Becoming the Talk of the Town

By Adam Morgan, 10/07/2012

 

Last week I took the Orient Express to Venice. I have a thing about old trains and it was my wedding anniversary, so a perfect opportunity for one to indulge the other.

I boarded the train in London. Over the cocktails we looked at the history not just of the train, but of our carriage. And it was a fierce reminder that while we all fondly think of marketing as being invented by Peter Drucker, and a recently developed skill, there is of course a group of Old Masters from a world before the 1950s, and before television and modern media who were brilliant marketers.

Our  carriage for instance, 90 years old, had once been part of the Deauville Express, the train service laid on to encourage wealthy Parisians to go to the coastal casino playground of Deauville at weekends. The train journey from Paris to Deauville took an afternoon, so laying on the service, and indeed using the service was relatively easy. The marketing challenge here, if you like, was twofold: first, how to do more than offer a transfer service, but offer an experience as you left Paris that brought to life the promise of the pleasures of Deauville on the train. And, second, how to get Deauville and that afternoon train to be the talk of Paris.
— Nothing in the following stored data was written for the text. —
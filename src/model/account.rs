//! Models for the accounts endpoint

use serde::{Deserialize, Serialize};

#[derive(Debug, Deserialize)]
pub struct AccountsResponse {
    #[serde(rename = "Data")]
    pub data: AccountsData,
}

#[derive(Debug, Default, Deserialize)]
pub struct AccountsData {
    #[serde(rename = "Account", default)]
    pub accounts: Vec<Account>,
}

#[derive(Clone, Debug, Deserialize, Serialize)]
pub struct Account {
    #[serde(rename = "AccountId")]
    pub account_id: String,

    #[serde(rename = "Nickname", skip_serializing_if = "Option::is_none")]
    pub nickname: Option<String>,

    #[serde(rename = "Currency", skip_serializing_if = "Option::is_none")]
    pub currency: Option<String>,

    #[serde(rename = "AccountType", skip_serializing_if = "Option::is_none")]
    pub account_type: Option<String>,

    #[serde(rename = "AccountSubType", skip_serializing_if = "Option::is_none")]
    pub account_sub_type: Option<String>,

    #[serde(flatten)]
    pub other: serde_json::Map<String, serde_json::Value>,
}

// -- Tests ----------------------------------------------------------------
//! Open Banking CLI command line interface

pub mod command;
pub mod table;

use chrono::NaiveDate;
use clap::{command, Parser, Subcommand};

#[derive(Parser)]
#[command(version, about, long_about = None)]
pub struct Cli {
    #[command(subcommand)]
    pub command: Commands,
}

#[derive(Subcommand)]
pub enum Commands {
    /// Manage the stored access token
    #[command(subcommand)]
    Config(ConfigCommands),

    /// Accounts the token grants access to
    #[command(subcommand)]
    Accounts(AccountCommands),

    /// Balances across all accounts
    #[command(subcommand)]
    Balances(BalanceCommands),

    /// Transactions across all accounts
    #[command(subcommand)]
    Transactions(TransactionCommands),

    /// Beneficiaries
    #[command(subcommand)]
    Beneficiaries(BeneficiaryCommands),

    /// Direct debits
    #[command(subcommand)]
    DirectDebits(DirectDebitCommands),

    /// Standing orders
    #[command(subcommand)]
    StandingOrders(StandingOrderCommands),

    /// Account statements
    #[command(subcommand)]
    Statements(StatementCommands),
}

#[derive(Subcommand)]
pub enum ConfigCommands {
    /// Store an access token and its expiry
    Set {
        /// The bearer access token
        #[arg(long)]
        token: Option<String>,

        /// Token expiry, in milliseconds since the Unix epoch
        #[arg(long)]
        expiry: Option<i64>,
    },

    /// Show the stored settings
    Show,

    /// Clear the stored settings (WARNING: This removes the saved token!)
    Clear,
}

#[derive(Subcommand)]
pub enum AccountCommands {
    /// List all accounts
    List {
        /// Emit the raw JSON payload instead of a table
        #[arg(long)]
        json: bool,
    },

    /// Show a single account
    Get {
        account_id: String,

        /// Emit the raw JSON payload instead of a table
        #[arg(long)]
        json: bool,
    },

    /// List the balances of an account
    Balances {
        account_id: String,

        /// Emit the raw JSON payload instead of a table
        #[arg(long)]
        json: bool,
    },

    /// List the transactions of an account
    Transactions {
        account_id: String,

        /// Earliest booking date (YYYY-MM-DD)
        #[arg(long)]
        from: Option<NaiveDate>,

        /// Latest booking date (YYYY-MM-DD)
        #[arg(long)]
        to: Option<NaiveDate>,

        /// Emit the raw JSON payload instead of a table
        #[arg(long)]
        json: bool,
    },
}

#[derive(Subcommand)]
pub enum BalanceCommands {
    /// List balances across all accounts
    List {
        /// Emit the raw JSON payload instead of a table
        #[arg(long)]
        json: bool,
    },
}

#[derive(Subcommand)]
pub enum TransactionCommands {
    /// List transactions across all accounts
    List {
        /// Earliest booking date (YYYY-MM-DD)
        #[arg(long)]
        from: Option<NaiveDate>,

        /// Latest booking date (YYYY-MM-DD)
        #[arg(long)]
        to: Option<NaiveDate>,

        /// Emit the raw JSON payload instead of a table
        #[arg(long)]
        json: bool,
    },

    /// Show a single transaction
    Get {
        transaction_id: String,

        /// Emit the raw JSON payload instead of a table
        #[arg(long)]
        json: bool,
    },
}

#[derive(Subcommand)]
pub enum BeneficiaryCommands {
    /// List beneficiaries across all accounts
    List {
        /// Emit the raw JSON payload instead of a table
        #[arg(long)]
        json: bool,
    },

    /// List the beneficiaries of an account
    Account {
        account_id: String,

        /// Emit the raw JSON payload instead of a table
        #[arg(long)]
        json: bool,
    },
}

#[derive(Subcommand)]
pub enum DirectDebitCommands {
    /// List direct debits across all accounts
    List {
        /// Emit the raw JSON payload instead of a table
        #[arg(long)]
        json: bool,
    },

    /// List the direct debits of an account
    Account {
        account_id: String,

        /// Emit the raw JSON payload instead of a table
        #[arg(long)]
        json: bool,
    },
}

#[derive(Subcommand)]
pub enum StandingOrderCommands {
    /// List standing orders across all accounts
    List {
        /// Emit the raw JSON payload instead of a table
        #[arg(long)]
        json: bool,
    },

    /// List the standing orders of an account
    Account {
        account_id: String,

        /// Emit the raw JSON payload instead of a table
        #[arg(long)]
        json: bool,
    },
}

#[derive(Subcommand)]
pub enum StatementCommands {
    /// List the statements of an account
    List {
        account_id: String,

        /// Emit the raw JSON payload instead of a table
        #[arg(long)]
        json: bool,
    },

    /// Show a single statement
    Get {
        account_id: String,
        statement_id: String,

        /// Emit the raw JSON payload instead of a table
        #[arg(long)]
        json: bool,
    },

    /// List the transactions covered by a statement
    Transactions {
        account_id: String,
        statement_id: String,

        /// Emit the raw JSON payload instead of a table
        #[arg(long)]
        json: bool,
    },
}

// -- Tests ----------------------------------------------------------------

#[cfg(test)]
mod test {
    use chrono::NaiveDate;
    use clap::Parser;

    use super::{AccountCommands, Cli, Commands, DirectDebitCommands};

    #[test]
    fn date_bounds_parse_as_iso_dates() {
        // Arrange / Act
        let cli = Cli::try_parse_from([
            "openbanking-cli",
            "accounts",
            "transactions",
            "acc-1",
            "--from",
            "2024-01-01",
            "--to",
            "2024-01-31",
        ])
        .unwrap();

        // Assert
        let Commands::Accounts(AccountCommands::Transactions { from, to, json, .. }) = cli.command
        else {
            panic!("parsed into the wrong command");
        };
        assert_eq!(from, NaiveDate::from_ymd_opt(2024, 1, 1));
        assert_eq!(to, NaiveDate::from_ymd_opt(2024, 1, 31));
        assert!(!json);
    }

    #[test]
    fn invalid_dates_are_rejected_at_parse_time() {
        let result = Cli::try_parse_from([
            "openbanking-cli",
            "transactions",
            "list",
            "--from",
            "January 1st",
        ]);

        assert!(result.is_err());
    }

    #[test]
    fn kebab_case_groups_parse() {
        let cli =
            Cli::try_parse_from(["openbanking-cli", "direct-debits", "account", "acc-1", "--json"])
                .unwrap();

        let Commands::DirectDebits(DirectDebitCommands::Account { account_id, json }) = cli.command
        else {
            panic!("parsed into the wrong command");
        };
        assert_eq!(account_id, "acc-1");
        assert!(json);
    }
}
//! Account related operations
//!
//! This module gets account information from the API.

use crate::error::AppErrors as Error;
use crate::model::account::{Account, AccountsResponse};

use super::ApiClient;

impl ApiClient {
    /// Get the list of accounts the token grants access to.
    ///
    /// # Errors
    /// Will return errors if authentication fails or the API cannot be reached.
    #[tracing::instrument(name = "List accounts", skip(self))]
    pub async fn accounts(&self) -> Result<Vec<Account>, Error> {
        let response: AccountsResponse = self.get("accounts", &[]).await?;

        Ok(response.data.accounts)
    }

    /// Get a single account, or `None` when the response carries no record.
    ///
    /// # Errors
    /// Will return errors if authentication fails or the API cannot be reached.
    #[tracing::instrument(name = "Get account", skip(self))]
    pub async fn account(&self, account_id: &str) -> Result<Option<Account>, Error> {
        let response: AccountsResponse = self.get(&format!("accounts/{account_id}"), &[]).await?;

        Ok(response.data.accounts.into_iter().next())
    }
}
How did they do it? Simple: even though it was only an afternoon service, they laid on four bookable sleeper carriages, with fold down beds.

The respectable Parisians of the 20s was shocked by the implications of this detail of the train. The newspapers of the day wrote about it. People wanted to know who was booking those carriages, and who were they taking in them – their wives or their mistresses?. And Deauville and the train that took you there were suddenly the talk of the town.

Salience and talkability isn’t just the job of the advertising or PR agency. It is the job of the marketer. Make your product interesting enough, and people will want to talk about it.  Sometimes, as here, that may be as simple as offering a very familiar technology for a surprising use.

Oh, and one final question: who would you have taken with you in the sleeper on that afternoon train?